OUR HOUSE
I live in the same place I came
home from the hospital to on a sweet August morning, the solid mint green house
next to the rustic garage that enclosed our bikes and rakes and lawn mowers.
The paint on the garage was old and grey, chipped and pealing back but the
rapid growth of the vines that I could never remember the name of, hid the dirt
stains. The window of it on the left side has a hole in it from a game of catch
played years ago and is too sentimental to be repaired. This house wasn’t as
much of a house as it is a legacy, passed down on my paternal side, the
stomping grounds of my dad and uncles and aunt and the stomping grounds of his
dad and siblings. This house is a picture book of memories, with every scrape
of a knee on the pavement on the patio in the back yard, every creaky swing on
the old swing set that made you feel five hundred pounds when you went on it
because of the sound it made, and every warm dish set down on the dining room
table with steam and love rising up evaporating into the outdated drop ceiling
you knew it wasn’t the first time it had happened! The hot summers night “porch
parties” with citronella candles and luminous fireflies made for a night of
fun.
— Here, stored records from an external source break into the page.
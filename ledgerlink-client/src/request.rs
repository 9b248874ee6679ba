//! Correlation registry
//!
//! Every call gets the next id from a monotonic counter and is wrapped in an
//! [`Envelope`] carrying that id and the caller's own id. Replies are matched
//! back by internal id against three collections, in order:
//!
//! 1. **pending** one-shot calls, removed when answered
//! 2. **internal** bookkeeping requests (ledger stream subscription,
//!    handshake and polling `server_info`), never visible to callers and
//!    never replayed by a flush
//! 3. **subscriptions**, persistent commands that stay tracked after their
//!    first reply and are re-sent after every reconnect
//!
//! Each call remembers the link generation it was last written to, so a
//! flush on the same link never sends it twice while a new link always gets
//! a fresh copy.
//!
//! # path_find
//!
//! At most one `path_find` flow is tracked. Any non-status `path_find`
//! (create or close) replaces the tracked one, rejecting its handle with
//! [`Error::Superseded`] if it never got a reply. Status probes are plain
//! one-shot calls.

use ledgerlink_core::codec::{self, Reply};
use ledgerlink_core::{Envelope, Error, Request, Result, SendOptions};
use serde_json::Value;
use std::collections::{BTreeMap, HashMap};
use std::time::Duration;
use tokio::sync::oneshot;
use tokio::time::Instant;

/// Where a call's outcome is delivered
pub type Responder = oneshot::Sender<Result<Value>>;

/// What an internal request is for
#[derive(Debug, Clone, Copy, PartialEq, Eq)]
pub enum InternalPurpose {
    /// The client's own `ledger` stream subscription
    LedgerStream,
    /// `server_info` sent right after a link opened
    Handshake { generation: u64 },
    /// `server_info` sent after a ledger close
    ServerInfoPoll,
}

/// Shape of a tracked subscription, used to classify its pushes
#[derive(Debug, Clone, Copy, PartialEq, Eq)]
pub enum SubscriptionKind {
    PathFind,
    LedgerStream,
    Other,
}

/// A call waiting for its reply
#[derive(Debug)]
pub struct PendingCall {
    id: u64,
    request: Request,
    options: SendOptions,
    responder: Option<Responder>,
    sent_on: Option<u64>,
    timeout_armed: bool,
    submitted_at: Instant,
}

impl PendingCall {
    fn new(id: u64, request: Request, options: SendOptions, responder: Responder) -> Self {
        Self {
            id,
            request,
            options,
            responder: Some(responder),
            sent_on: None,
            timeout_armed: false,
            submitted_at: Instant::now(),
        }
    }

    fn envelope(&self) -> Envelope {
        Envelope::new(self.id, self.request.external_id().cloned())
    }

    fn settle(&mut self, outcome: Result<Value>) -> bool {
        match self.responder.take() {
            Some(responder) => {
                let _ = responder.send(outcome);
                true
            }
            None => false,
        }
    }

    fn kind(&self) -> SubscriptionKind {
        if self.request.command() == "path_find" {
            SubscriptionKind::PathFind
        } else if self.request.subscribes_stream(ledgerlink_core::types::LEDGER_STREAM) {
            SubscriptionKind::LedgerStream
        } else {
            SubscriptionKind::Other
        }
    }
}

/// A frame ready to be written to the current link
#[derive(Debug)]
pub struct Outgoing {
    pub id: u64,
    pub command: String,
    pub frame: String,
    /// Start this call's timeout now that it is on the wire
    pub arm_timeout: Option<Duration>,
}

/// Outcome of matching a reply
#[derive(Debug, Clone, PartialEq)]
pub enum Matched {
    /// A one-shot call was answered and removed
    Call { command: String, waited: Duration },
    /// One of the client's own requests
    Internal(InternalPurpose),
    /// A tracked subscription; it stays tracked
    Subscription(SubscriptionKind),
    /// Nothing is waiting for this id
    Unmatched,
}

/// Tracks every outstanding call
#[derive(Debug, Default)]
pub struct CallRegistry {
    next_id: u64,
    pending: BTreeMap<u64, PendingCall>,
    subscriptions: Vec<PendingCall>,
    internal: HashMap<u64, InternalPurpose>,
}

impl CallRegistry {
    pub fn new() -> Self {
        Self::default()
    }

    fn allocate(&mut self) -> u64 {
        self.next_id += 1;
        self.next_id
    }

    /// Register a caller's request; returns its internal id
    pub fn register(
        &mut self,
        request: Request,
        options: SendOptions,
        responder: Responder,
    ) -> u64 {
        let id = self.allocate();
        let persistent = request.is_persistent()
            && !request.is_path_find_status()
            && !options.no_replay_after_reconnect;
        let call = PendingCall::new(id, request, options, responder);

        if !persistent {
            self.pending.insert(id, call);
            return id;
        }

        if call.request.command() == "path_find" {
            self.evict_path_find();
        }
        tracing::debug!(id, command = %call.request.command(), "tracking subscription");
        self.subscriptions.push(call);
        id
    }

    fn evict_path_find(&mut self) {
        let mut kept = Vec::with_capacity(self.subscriptions.len());
        for mut call in self.subscriptions.drain(..) {
            if call.request.command() == "path_find" {
                tracing::debug!(id = call.id, "replacing path_find flow");
                call.settle(Err(Error::Superseded));
            } else {
                kept.push(call);
            }
        }
        self.subscriptions = kept;
    }

    /// Register one of the client's own requests and encode it
    pub fn register_internal(
        &mut self,
        purpose: InternalPurpose,
        request: &Request,
    ) -> Result<(u64, String)> {
        let id = self.allocate();
        let envelope = Envelope::new(id, request.external_id().cloned());
        let frame = codec::encode_request(request, &envelope)?;
        self.internal.insert(id, purpose);
        Ok((id, frame))
    }

    /// Forget internal requests whose link is gone
    pub fn clear_internal(&mut self) {
        self.internal.clear();
    }

    /// Match a reply and settle whoever is waiting for it
    pub fn resolve(&mut self, reply: &Reply) -> Matched {
        let id = reply.envelope.internal_id;

        if let Some(mut call) = self.pending.remove(&id) {
            call.settle(Ok(reply.caller_value()));
            return Matched::Call {
                command: call.request.command().to_string(),
                waited: call.submitted_at.elapsed(),
            };
        }

        if let Some(purpose) = self.internal.remove(&id) {
            return Matched::Internal(purpose);
        }

        if let Some(call) = self.subscriptions.iter_mut().find(|call| call.id == id) {
            call.settle(Ok(reply.caller_value()));
            return Matched::Subscription(call.kind());
        }

        Matched::Unmatched
    }

    /// Frames to write to link `generation`
    ///
    /// Pending calls in id order, then subscriptions in registry order.
    /// Calls already written to this generation are skipped. Before the
    /// connection is ready only `send_if_not_ready` calls qualify.
    pub fn outbox(&mut self, generation: u64, ready: bool) -> Vec<Outgoing> {
        self.pending
            .values_mut()
            .chain(self.subscriptions.iter_mut())
            .filter(|call| call.sent_on != Some(generation))
            .filter(|call| ready || call.options.send_if_not_ready)
            .filter_map(|call| {
                let frame = match codec::encode_request(&call.request, &call.envelope()) {
                    Ok(frame) => frame,
                    Err(e) => {
                        tracing::warn!(id = call.id, error = %e, "dropping unencodable call");
                        return None;
                    }
                };
                call.sent_on = Some(generation);
                let deferred = call.options.timeout_starts_when_online && !call.timeout_armed;
                let arm_timeout = match call.options.timeout {
                    Some(timeout) if deferred => {
                        call.timeout_armed = true;
                        Some(timeout)
                    }
                    _ => None,
                };
                Some(Outgoing {
                    id: call.id,
                    command: call.request.command().to_string(),
                    frame,
                    arm_timeout,
                })
            })
            .collect()
    }

    /// Timeout to arm at submission, if the call has one that does not wait
    /// for transmission
    pub fn submission_timeout(&mut self, id: u64) -> Option<Duration> {
        let call = self
            .pending
            .get_mut(&id)
            .or_else(|| self.subscriptions.iter_mut().find(|call| call.id == id))?;
        match call.options.timeout {
            Some(timeout) if !call.options.timeout_starts_when_online => {
                call.timeout_armed = true;
                Some(timeout)
            }
            _ => None,
        }
    }

    /// A call's timeout fired; returns the command if something was rejected
    ///
    /// One-shot calls are dropped. A subscription only has its handle
    /// rejected and stays tracked for replay.
    pub fn expire(&mut self, id: u64) -> Option<String> {
        if let Some(mut call) = self.pending.remove(&id) {
            let timeout = call.options.timeout.unwrap_or_default();
            call.settle(Err(Error::Timeout(timeout)));
            return Some(call.request.command().to_string());
        }

        let call = self.subscriptions.iter_mut().find(|call| call.id == id)?;
        let timeout = call.options.timeout.unwrap_or_default();
        call.settle(Err(Error::Timeout(timeout)))
            .then(|| call.request.command().to_string())
    }

    /// Reject every one-shot call and every unanswered subscription handle;
    /// subscriptions stay tracked
    pub fn reject_outstanding(&mut self, error: &Error) -> Vec<u64> {
        let mut rejected: Vec<u64> = Vec::new();
        for (id, mut call) in std::mem::take(&mut self.pending) {
            call.settle(Err(error.clone()));
            rejected.push(id);
        }
        for call in &mut self.subscriptions {
            if call.settle(Err(error.clone())) {
                rejected.push(call.id);
            }
        }
        rejected
    }

    /// Reject and forget everything
    pub fn reject_all(&mut self, error: &Error) {
        self.reject_outstanding(error);
        self.subscriptions.clear();
        self.internal.clear();
    }

    #[cfg(test)]
    fn pending_len(&self) -> usize {
        self.pending.len()
    }

    #[cfg(test)]
    fn subscription_len(&self) -> usize {
        self.subscriptions.len()
    }

    /// Ids of tracked subscriptions in registry order
    #[cfg(test)]
    fn subscription_ids(&self) -> Vec<u64> {
        self.subscriptions.iter().map(|call| call.id).collect()
    }
}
All of the fluctuations in air pressure travel
outward with sister fights, yelling about barrowed clothes and
people hogging the bathroom still rest in the air molecules of my up bringing.
My home, my childhood, my livelihood,
This piece was written as an assignment for one of my Creative Writing classes. We read a book of vignettes by Sandra Cisneros called The House on Mango Street. We were later asked to imitate one of her vignettes but with our own twist. I hope you like it!